QM1/2/3 are healthy and in Running on one of the 3 nodes. QM0 however, is in "Ended unexpectedly" status on one of the nodes while the other 2 nodes are reporting "Running Elsewhere" for QM0.

Here is my investigation:
1. QM1/2/3 are healthy - able to failover etc. with no issues whatsoever.
2. QM0 when is generating an FDC with the following:

Major Errorcode :- xecF_E_UNEXPECTED_SYSTEM_RC |
| Minor Errorcode :- OK |
| Probe Type :- MSGAMQ6119 |
| Probe Severity :- 1 |
| Probe Description :- AMQ6119S: An internal IBM MQ error has occurred (Rc=5 |
| from write) |
| FDCSequenceNumber :- 0 |
| Comment1 :- Rc=5 from write |


MQM Function Stack
amqzxma0
zxcExecutionController
zxcStartupLogic
kpiStartup
apiStartup
almPerformReDoPass
apiReplayLogRecord
aqmReplayLog
aqlDoReplayLog
aqpWriteData
adhWrite
adiWriteFile
xcsFFST

MQM Trace History
-------{ xcsFreeMemFn
Data: 0x00000000 0x0243eb30
-------} xcsFreeMemFn rc=OK
------} xcsFreeQuickCellEnumerator rc=OK
-----} xcsSearchQuickCellBlock rc=xecU_W_KEY_NOT_FOUND
-----{ xlsInitMutex
------{ xlsSpinLockInit

The above FDC was generated when I rebooted the node where QM0 is "Ended unexpectedly".

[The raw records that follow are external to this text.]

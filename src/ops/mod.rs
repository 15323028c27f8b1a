// ============================================================================
// OPS — pixel and geometry operations behind the editing tools
// ============================================================================
//
//   brush.rs     — brush tip kernels and row spans
//   path.rs      — stroke simplification, smoothing, cluster tracing
//   draw.rs      — stamps and strokes recorded into the history
//   transform.rs — canvas-wide structural actions (resize, flip, rotate, ...)
// ============================================================================

pub mod brush;
pub mod draw;
pub mod path;
pub mod transform;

root@host01 /var/mqm/errors
# dspmq
QMNAME(QM0.TEST_RDQM) STATUS(Ended unexpectedly)
QMNAME(QM1.TEST_RDQM) STATUS(Running elsewhere)
QMNAME(QM2.TEST_RDQM) STATUS(Running elsewhere)
QMNAME(QM3.TEST_RDQM) STATUS(Running elsewhere)

root@host01 /var/mqm/errors
#

root@host01 /var/mqm/errors
#



Now (post reboot), if I attempt to start the QM (strmqm <QM NAme>), I get the following error:

# strmqm QM0.TEST_RDQM
IBM MQ queue manager 'QM0.TEST_RDQM' HA sub-system is already active.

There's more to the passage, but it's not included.